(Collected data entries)
[Start of section]
//! Smooth-scroll motions
//!
//! A [`ScrollMotion`] animates a scroll offset toward a target either with a
//! fixed-duration eased tween or with spring physics. Both kinds are driven by
//! the same millisecond clock and can be retargeted while in flight.

use serde::{Deserialize, Serialize};

use crate::easing::Easing;
use crate::spring::{Spring, SpringConfig};
use crate::tween::Tween;

/// How smooth scrolls move
#[derive(Debug, Clone, Copy, PartialEq, Serialize, Deserialize)]
#[serde(tag = "kind", rename_all = "kebab-case")]
pub enum MotionConfig {
    /// Fixed-duration eased tween
    Eased { duration_ms: u64, easing: Easing },
    /// Spring physics
    Spring(SpringConfig),
}

impl Default for MotionConfig {
    fn default() -> Self {
        MotionConfig::Eased {
            duration_ms: 300,
            easing: Easing::ExpoOut,
        }
    }
}

/// An in-flight smooth scroll
#[derive(Debug, Clone, Copy)]
pub enum ScrollMotion {
    Tween(Tween),
    Spring { spring: Spring, last_ms: u64 },
}

impl ScrollMotion {
    /// Start moving from `from` to `to` at `now_ms`
    pub fn start(config: MotionConfig, from: f32, to: f32, now_ms: u64) -> Self {
        match config {
            MotionConfig::Eased {
                duration_ms,
                easing,
            } => ScrollMotion::Tween(Tween::new(from, to, now_ms, duration_ms, easing)),
            MotionConfig::Spring(config) => {
                let mut spring = Spring::new(config, from);
                spring.set_target(to);
                ScrollMotion::Spring {
                    spring,
                    last_ms: now_ms,
                }
            }
        }
    }

    pub fn value(&self) -> f32 {
        match self {
            ScrollMotion::Tween(tween) => tween.value(),
            ScrollMotion::Spring { spring, .. } => spring.value(),
        }
    }

    pub fn target(&self) -> f32 {
        match self {
            ScrollMotion::Tween(tween) => tween.target(),
            ScrollMotion::Spring { spring, .. } => spring.target(),
        }
    }

    pub fn is_settled(&self) -> bool {
        match self {
            ScrollMotion::Tween(tween) => tween.is_done(),
            ScrollMotion::Spring { spring, .. } => spring.is_settled(),
        }
    }

    /// Advance the motion's clock to `now_ms`
    pub fn advance(&mut self, now_ms: u64) {
        match self {
            ScrollMotion::Tween(tween) => tween.advance(now_ms),
            ScrollMotion::Spring { spring, last_ms } => {
                if now_ms > *last_ms {
                    spring.advance((now_ms - *last_ms) as f32 / 1000.0);
                    *last_ms = now_ms;
                }
                if spring.is_settled() {
                    let target = spring.target();
                    spring.snap_to(target);
                }
            }
        }
    }

    /// Redirect toward `to`, continuing from the current value
    pub fn retarget(&mut self, to: f32, now_ms: u64) {
        match self {
            ScrollMotion::Tween(tween) => tween.retarget(to, now_ms),
            ScrollMotion::Spring { spring, last_ms } => {
                if now_ms > *last_ms {
                    spring.advance((now_ms - *last_ms) as f32 / 1000.0);
                    *last_ms = now_ms;
                }
                spring.set_target(to);
            }
        }
    }
}

#[cfg(test)]
mod tests {
    use super::*;

    #[test]
    fn test_eased_motion_reaches_target() {
        let mut motion = ScrollMotion::start(MotionConfig::default(), 2592.0, 2916.0, 0);
        assert_eq!(motion.value(), 2592.0);
        motion.advance(150);
        assert!(motion.value() > 2592.0 && motion.value() < 2916.0);
        motion.advance(300);
        assert!(motion.is_settled());
        assert_eq!(motion.value(), 2916.0);
    }

    #[test]
    fn test_spring_motion_lands_exactly() {
        let config = MotionConfig::Spring(SpringConfig::snap());
        let mut motion = ScrollMotion::start(config, 0.0, 324.0, 0);
        let mut now = 0;
        while !motion.is_settled() && now < 5000 {
            now += 16;
            motion.advance(now);
        }
        assert!(motion.is_settled());
        assert_eq!(motion.value(), 324.0);
    }

    #[test]
    fn test_retarget_mid_flight() {
        let mut motion = ScrollMotion::start(MotionConfig::default(), 0.0, 324.0, 0);
        motion.advance(100);
        let mid = motion.value();
        motion.retarget(648.0, 100);
        assert_eq!(motion.target(), 648.0);
        assert!((motion.value() - mid).abs() < 0.01);
    }

    #[test]
    fn test_config_from_toml() {
        #[derive(Deserialize)]
        struct Wrapper {
            motion: MotionConfig,
        }

        let eased: Wrapper = toml::from_str(
            "motion = { kind = \"eased\", duration_ms = 250, easing = \"smooth-step\" }",
        )
        .unwrap();
        assert_eq!(
            eased.motion,
            MotionConfig::Eased {
                duration_ms: 250,
                easing: Easing::SmoothStep
            }
        );

        let spring: Wrapper = toml::from_str(
            "motion = { kind = \"spring\", stiffness = 400.0, damping = 30.0, mass = 1.0 }",
        )
        .unwrap();
        assert_eq!(spring.motion, MotionConfig::Spring(SpringConfig::stiff()));
    }
}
[End of section]
DIRECTIONS: Go through the entries and restate each one exactly.

EXERCISE RESULT:
//! Smooth-scroll motions
//!
//! A [`ScrollMotion`] animates a scroll offset toward a target either with a
//! fixed-duration eased tween or with spring physics. Both kinds are driven by
//! the same millisecond clock and can be retargeted while in flight.

use serde::{Deserialize, Serialize};

use crate::easing::Easing;
use crate::spring::{Spring, SpringConfig};
use crate::tween::Tween;

/// How smooth scrolls move
#[derive(Debug, Clone, Copy, PartialEq, Serialize, Deserialize)]
#[serde(tag = "kind", rename_all = "kebab-case")]
pub enum MotionConfig {
    /// Fixed-duration eased tween
    Eased { duration_ms: u64, easing: Easing },
    /// Spring physics
    Spring(SpringConfig),
}

impl Default for MotionConfig {
    fn default() -> Self {
        MotionConfig::Eased {
            duration_ms: 300,
            easing: Easing::ExpoOut,
        }
    }
}

/// An in-flight smooth scroll
#[derive(Debug, Clone, Copy)]
pub enum ScrollMotion {
    Tween(Tween),
    Spring { spring: Spring, last_ms: u64 },
}

impl ScrollMotion {
    /// Start moving from `from` to `to` at `now_ms`
    pub fn start(config: MotionConfig, from: f32, to: f32, now_ms: u64) -> Self {
        match config {
            MotionConfig::Eased {
                duration_ms,
                easing,
            } => ScrollMotion::Tween(Tween::new(from, to, now_ms, duration_ms, easing)),
            MotionConfig::Spring(config) => {
                let mut spring = Spring::new(config, from);
                spring.set_target(to);
                ScrollMotion::Spring {
                    spring,
                    last_ms: now_ms,
                }
            }
        }
    }

    pub fn value(&self) -> f32 {
        match self {
            ScrollMotion::Tween(tween) => tween.value(),
            ScrollMotion::Spring { spring, .. } => spring.value(),
        }
    }

    pub fn target(&self) -> f32 {
        match self {
            ScrollMotion::Tween(tween) => tween.target(),
            ScrollMotion::Spring { spring, .. } => spring.target(),
        }
    }

    pub fn is_settled(&self) -> bool {
        match self {
            ScrollMotion::Tween(tween) => tween.is_done(),
            ScrollMotion::Spring { spring, .. } => spring.is_settled(),
        }
    }

    /// Advance the motion's clock to `now_ms`
    pub fn advance(&mut self, now_ms: u64) {
        match self {
            ScrollMotion::Tween(tween) => tween.advance(now_ms),
            ScrollMotion::Spring { spring, last_ms } => {
                if now_ms > *last_ms {
                    spring.advance((now_ms - *last_ms) as f32 / 1000.0);
                    *last_ms = now_ms;
                }
                if spring.is_settled() {
                    let target = spring.target();
                    spring.snap_to(target);
                }
            }
        }
    }

    /// Redirect toward `to`, continuing from the current value
    pub fn retarget(&mut self, to: f32, now_ms: u64) {
        match self {
            ScrollMotion::Tween(tween) => tween.retarget(to, now_ms),
            ScrollMotion::Spring { spring, last_ms } => {
                if now_ms > *last_ms {
                    spring.advance((now_ms - *last_ms) as f32 / 1000.0);
                    *last_ms = now_ms;
                }
                spring.set_target(to);
            }
        }
    }
}

#[cfg(test)]
mod tests {
    use super::*;

    #[test]
    fn test_eased_motion_reaches_target() {
        let mut motion = ScrollMotion::start(MotionConfig::default(), 2592.0, 2916.0, 0);
        assert_eq!(motion.value(), 2592.0);
        motion.advance(150);
        assert!(motion.value() > 2592.0 && motion.value() < 2916.0);
        motion.advance(300);
        assert!(motion.is_settled());
        assert_eq!(motion.value(), 2916.0);
    }

    #[test]
    fn test_spring_motion_lands_exactly() {
        let config = MotionConfig::Spring(SpringConfig::snap());
        let mut motion = ScrollMotion::start(config, 0.0, 324.0, 0);
        let mut now = 0;
        while !motion.is_settled() && now < 5000 {
            now += 16;
            motion.advance(now);
        }
        assert!(motion.is_settled());
        assert_eq!(motion.value(), 324.0);
    }

    #[test]
    fn test_retarget_mid_flight() {
        let mut motion = ScrollMotion::start(MotionConfig::default(), 0.0, 324.0, 0);
        motion.advance(100);
        let mid = motion.value();
        motion.retarget(648.0, 100);
        assert_eq!(motion.target(), 648.0);
        assert!((motion.value() - mid).abs() < 0.01);
    }

    #[test]
    fn test_config_from_toml() {
        #[derive(Deserialize)]
        struct Wrapper {
            motion: MotionConfig,
        }

        let eased: Wrapper = toml::from_str(
            "motion = { kind = \"eased\", duration_ms = 250, easing = \"smooth-step\" }",
        )
        .unwrap();
        assert_eq!(
            eased.motion,
            MotionConfig::Eased {
                duration_ms: 250,
                easing: Easing::SmoothStep
            }
        );

        let spring: Wrapper = toml::from_str(
            "motion = { kind = \"spring\", stiffness = 400.0, damping = 30.0, mass = 1.0 }",
        )
        .unwrap();
        assert_eq!(spring.motion, MotionConfig::Spring(SpringConfig::stiff()));
    }
}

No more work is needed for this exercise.